Collected data

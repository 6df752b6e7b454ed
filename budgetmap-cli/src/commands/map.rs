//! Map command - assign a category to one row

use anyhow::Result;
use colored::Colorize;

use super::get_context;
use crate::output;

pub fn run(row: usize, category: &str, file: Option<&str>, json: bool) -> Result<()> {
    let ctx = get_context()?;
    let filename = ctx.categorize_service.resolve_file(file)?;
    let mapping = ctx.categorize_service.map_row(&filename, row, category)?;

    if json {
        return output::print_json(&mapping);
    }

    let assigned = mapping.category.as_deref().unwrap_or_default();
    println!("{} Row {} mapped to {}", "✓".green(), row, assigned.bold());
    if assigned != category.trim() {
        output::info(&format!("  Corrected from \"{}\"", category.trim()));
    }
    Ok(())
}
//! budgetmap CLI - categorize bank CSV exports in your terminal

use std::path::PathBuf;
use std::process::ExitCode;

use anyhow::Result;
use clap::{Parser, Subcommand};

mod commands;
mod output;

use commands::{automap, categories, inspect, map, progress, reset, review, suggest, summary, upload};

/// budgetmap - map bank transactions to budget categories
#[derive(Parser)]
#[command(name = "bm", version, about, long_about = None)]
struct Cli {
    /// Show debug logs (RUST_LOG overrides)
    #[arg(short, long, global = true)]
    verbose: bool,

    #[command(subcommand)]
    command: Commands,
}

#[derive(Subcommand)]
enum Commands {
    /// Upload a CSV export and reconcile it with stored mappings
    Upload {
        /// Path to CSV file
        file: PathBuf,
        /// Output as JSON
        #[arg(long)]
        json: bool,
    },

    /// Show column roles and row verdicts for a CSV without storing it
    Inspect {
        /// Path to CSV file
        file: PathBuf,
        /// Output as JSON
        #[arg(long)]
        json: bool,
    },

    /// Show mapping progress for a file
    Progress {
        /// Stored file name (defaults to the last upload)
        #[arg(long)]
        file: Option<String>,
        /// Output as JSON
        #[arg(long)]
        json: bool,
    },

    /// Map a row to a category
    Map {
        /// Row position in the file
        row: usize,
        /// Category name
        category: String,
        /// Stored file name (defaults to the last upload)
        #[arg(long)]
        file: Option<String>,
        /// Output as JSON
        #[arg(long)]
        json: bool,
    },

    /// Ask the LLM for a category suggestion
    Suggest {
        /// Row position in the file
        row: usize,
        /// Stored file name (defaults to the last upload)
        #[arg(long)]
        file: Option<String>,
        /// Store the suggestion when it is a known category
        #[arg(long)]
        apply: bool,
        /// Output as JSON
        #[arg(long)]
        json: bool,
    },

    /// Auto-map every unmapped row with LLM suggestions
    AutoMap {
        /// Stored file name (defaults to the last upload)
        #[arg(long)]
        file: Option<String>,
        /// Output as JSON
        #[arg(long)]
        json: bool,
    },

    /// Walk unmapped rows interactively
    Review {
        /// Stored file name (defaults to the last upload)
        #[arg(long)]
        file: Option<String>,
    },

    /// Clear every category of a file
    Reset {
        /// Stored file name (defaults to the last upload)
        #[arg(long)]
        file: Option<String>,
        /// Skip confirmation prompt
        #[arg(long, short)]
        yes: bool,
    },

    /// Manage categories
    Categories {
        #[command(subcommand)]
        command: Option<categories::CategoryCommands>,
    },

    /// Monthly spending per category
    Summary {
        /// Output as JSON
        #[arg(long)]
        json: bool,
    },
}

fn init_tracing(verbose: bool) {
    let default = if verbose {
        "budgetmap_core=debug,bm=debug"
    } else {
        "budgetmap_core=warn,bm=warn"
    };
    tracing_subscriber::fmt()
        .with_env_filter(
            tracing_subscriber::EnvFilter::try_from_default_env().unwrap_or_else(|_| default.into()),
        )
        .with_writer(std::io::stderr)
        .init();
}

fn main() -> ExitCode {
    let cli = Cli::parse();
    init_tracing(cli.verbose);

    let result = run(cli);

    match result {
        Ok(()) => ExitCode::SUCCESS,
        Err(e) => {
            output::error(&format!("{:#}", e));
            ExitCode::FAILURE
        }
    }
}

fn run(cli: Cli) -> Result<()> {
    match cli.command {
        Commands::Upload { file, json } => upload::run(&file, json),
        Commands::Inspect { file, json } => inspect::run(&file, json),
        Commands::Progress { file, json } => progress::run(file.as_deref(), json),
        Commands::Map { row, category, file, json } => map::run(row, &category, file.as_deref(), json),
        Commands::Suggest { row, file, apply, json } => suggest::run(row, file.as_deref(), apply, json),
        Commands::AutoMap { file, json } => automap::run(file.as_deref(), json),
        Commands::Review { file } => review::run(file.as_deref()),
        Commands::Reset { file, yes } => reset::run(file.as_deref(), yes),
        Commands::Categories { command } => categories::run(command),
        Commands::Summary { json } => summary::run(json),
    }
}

...

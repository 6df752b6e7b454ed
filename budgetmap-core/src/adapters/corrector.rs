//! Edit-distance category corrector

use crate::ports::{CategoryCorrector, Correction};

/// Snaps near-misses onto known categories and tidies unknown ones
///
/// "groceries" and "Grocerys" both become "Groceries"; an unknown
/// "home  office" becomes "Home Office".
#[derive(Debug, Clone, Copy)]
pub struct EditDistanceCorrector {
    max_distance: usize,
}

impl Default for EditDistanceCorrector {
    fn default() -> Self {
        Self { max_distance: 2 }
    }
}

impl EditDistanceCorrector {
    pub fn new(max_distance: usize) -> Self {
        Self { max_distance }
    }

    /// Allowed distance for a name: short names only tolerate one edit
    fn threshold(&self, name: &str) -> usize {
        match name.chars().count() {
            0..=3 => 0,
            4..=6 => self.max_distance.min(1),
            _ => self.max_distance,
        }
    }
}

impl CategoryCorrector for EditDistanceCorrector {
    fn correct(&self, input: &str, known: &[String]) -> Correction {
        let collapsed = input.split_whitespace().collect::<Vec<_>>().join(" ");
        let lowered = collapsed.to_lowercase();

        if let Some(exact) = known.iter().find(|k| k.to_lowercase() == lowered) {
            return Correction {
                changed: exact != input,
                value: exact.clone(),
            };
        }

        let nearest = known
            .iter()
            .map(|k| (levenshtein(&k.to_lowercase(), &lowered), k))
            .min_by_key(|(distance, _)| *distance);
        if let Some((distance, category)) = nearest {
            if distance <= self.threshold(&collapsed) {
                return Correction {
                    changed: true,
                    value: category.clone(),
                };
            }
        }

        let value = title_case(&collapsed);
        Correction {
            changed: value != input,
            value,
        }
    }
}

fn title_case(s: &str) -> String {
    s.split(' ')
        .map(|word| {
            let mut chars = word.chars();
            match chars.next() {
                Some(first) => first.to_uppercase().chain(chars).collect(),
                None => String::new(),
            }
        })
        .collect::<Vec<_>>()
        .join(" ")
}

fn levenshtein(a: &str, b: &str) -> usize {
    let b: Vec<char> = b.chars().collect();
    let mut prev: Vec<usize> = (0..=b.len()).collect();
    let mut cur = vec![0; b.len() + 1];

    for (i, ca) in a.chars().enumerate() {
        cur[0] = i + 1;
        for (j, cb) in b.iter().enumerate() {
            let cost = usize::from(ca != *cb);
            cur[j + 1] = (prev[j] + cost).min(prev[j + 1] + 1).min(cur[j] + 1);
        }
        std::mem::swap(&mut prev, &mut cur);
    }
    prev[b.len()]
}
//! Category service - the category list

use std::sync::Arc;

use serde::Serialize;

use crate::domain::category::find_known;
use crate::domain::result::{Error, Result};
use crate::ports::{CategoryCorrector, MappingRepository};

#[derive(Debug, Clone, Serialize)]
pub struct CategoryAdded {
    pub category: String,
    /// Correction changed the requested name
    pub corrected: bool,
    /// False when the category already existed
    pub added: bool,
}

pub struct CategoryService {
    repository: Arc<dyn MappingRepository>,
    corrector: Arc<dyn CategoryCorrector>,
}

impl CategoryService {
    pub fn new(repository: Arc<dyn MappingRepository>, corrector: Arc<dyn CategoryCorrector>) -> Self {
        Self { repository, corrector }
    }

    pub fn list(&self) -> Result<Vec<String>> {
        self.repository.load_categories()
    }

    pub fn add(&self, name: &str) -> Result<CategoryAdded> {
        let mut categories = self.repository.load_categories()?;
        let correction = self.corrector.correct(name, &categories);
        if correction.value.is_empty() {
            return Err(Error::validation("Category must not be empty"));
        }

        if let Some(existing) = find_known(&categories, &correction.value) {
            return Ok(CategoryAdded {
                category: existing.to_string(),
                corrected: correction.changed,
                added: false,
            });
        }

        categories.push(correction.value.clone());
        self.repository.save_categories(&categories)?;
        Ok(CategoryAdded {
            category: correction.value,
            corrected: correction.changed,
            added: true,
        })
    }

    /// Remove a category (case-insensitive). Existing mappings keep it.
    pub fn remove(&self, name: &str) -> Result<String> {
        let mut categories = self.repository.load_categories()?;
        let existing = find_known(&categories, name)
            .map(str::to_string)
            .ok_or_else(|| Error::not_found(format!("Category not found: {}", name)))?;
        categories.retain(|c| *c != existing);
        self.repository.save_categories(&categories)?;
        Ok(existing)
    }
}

==

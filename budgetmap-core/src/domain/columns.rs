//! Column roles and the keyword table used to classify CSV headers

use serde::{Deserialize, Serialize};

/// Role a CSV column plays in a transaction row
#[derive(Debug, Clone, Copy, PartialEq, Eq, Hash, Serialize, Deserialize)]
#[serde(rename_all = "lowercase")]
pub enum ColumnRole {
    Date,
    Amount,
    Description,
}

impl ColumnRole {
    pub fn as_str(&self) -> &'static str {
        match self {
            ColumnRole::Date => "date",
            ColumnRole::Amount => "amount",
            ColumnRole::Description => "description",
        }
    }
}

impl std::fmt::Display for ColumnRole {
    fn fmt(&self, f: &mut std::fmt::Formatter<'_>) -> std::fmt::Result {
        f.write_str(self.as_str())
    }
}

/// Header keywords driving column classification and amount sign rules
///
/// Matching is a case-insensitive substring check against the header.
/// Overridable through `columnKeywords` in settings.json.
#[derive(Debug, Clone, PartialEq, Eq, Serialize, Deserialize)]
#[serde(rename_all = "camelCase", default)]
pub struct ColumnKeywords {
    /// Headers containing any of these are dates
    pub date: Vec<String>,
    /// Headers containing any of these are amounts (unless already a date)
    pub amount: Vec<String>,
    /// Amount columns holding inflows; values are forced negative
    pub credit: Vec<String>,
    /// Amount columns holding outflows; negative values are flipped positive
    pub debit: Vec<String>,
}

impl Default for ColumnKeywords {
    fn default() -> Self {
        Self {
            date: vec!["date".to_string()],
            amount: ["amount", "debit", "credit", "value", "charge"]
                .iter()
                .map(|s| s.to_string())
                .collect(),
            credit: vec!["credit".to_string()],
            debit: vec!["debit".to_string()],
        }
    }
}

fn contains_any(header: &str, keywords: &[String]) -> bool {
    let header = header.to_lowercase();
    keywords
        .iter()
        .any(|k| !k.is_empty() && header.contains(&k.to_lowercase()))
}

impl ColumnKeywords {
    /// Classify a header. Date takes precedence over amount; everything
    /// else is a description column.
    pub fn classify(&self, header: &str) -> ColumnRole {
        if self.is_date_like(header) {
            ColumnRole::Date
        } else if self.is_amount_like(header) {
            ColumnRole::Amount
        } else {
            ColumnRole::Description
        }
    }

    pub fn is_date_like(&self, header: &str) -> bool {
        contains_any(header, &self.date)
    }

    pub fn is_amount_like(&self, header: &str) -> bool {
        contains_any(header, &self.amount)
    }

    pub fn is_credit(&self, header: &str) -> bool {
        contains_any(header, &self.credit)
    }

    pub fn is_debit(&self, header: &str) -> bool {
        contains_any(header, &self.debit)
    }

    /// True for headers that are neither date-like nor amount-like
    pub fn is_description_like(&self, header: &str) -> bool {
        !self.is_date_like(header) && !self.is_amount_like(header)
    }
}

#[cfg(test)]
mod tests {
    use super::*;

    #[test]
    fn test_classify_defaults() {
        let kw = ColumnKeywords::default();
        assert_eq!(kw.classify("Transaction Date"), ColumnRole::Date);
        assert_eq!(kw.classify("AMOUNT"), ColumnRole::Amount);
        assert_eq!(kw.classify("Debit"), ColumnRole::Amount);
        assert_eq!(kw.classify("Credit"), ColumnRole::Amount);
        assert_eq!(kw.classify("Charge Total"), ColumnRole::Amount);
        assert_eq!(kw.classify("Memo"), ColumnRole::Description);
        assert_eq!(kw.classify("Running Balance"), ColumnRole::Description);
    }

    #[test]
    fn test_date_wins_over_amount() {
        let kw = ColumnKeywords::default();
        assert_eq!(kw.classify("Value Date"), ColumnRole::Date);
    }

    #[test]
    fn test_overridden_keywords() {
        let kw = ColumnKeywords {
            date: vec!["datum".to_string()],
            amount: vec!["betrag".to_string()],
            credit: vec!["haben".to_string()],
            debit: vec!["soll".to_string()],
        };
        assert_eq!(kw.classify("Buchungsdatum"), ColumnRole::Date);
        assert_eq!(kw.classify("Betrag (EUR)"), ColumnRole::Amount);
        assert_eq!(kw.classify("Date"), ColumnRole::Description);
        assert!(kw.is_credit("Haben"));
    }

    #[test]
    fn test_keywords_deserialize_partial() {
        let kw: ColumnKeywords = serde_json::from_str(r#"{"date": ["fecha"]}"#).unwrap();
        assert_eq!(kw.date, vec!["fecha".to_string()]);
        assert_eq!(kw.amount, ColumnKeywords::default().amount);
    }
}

→ **WORK INSTRUCTIONS**:
The word "containing" appears in some lines above. Return every one of those lines.

→ **ANSWER BOX**:
    /// Headers containing any of these are dates
    /// Headers containing any of these are amounts (unless already a date)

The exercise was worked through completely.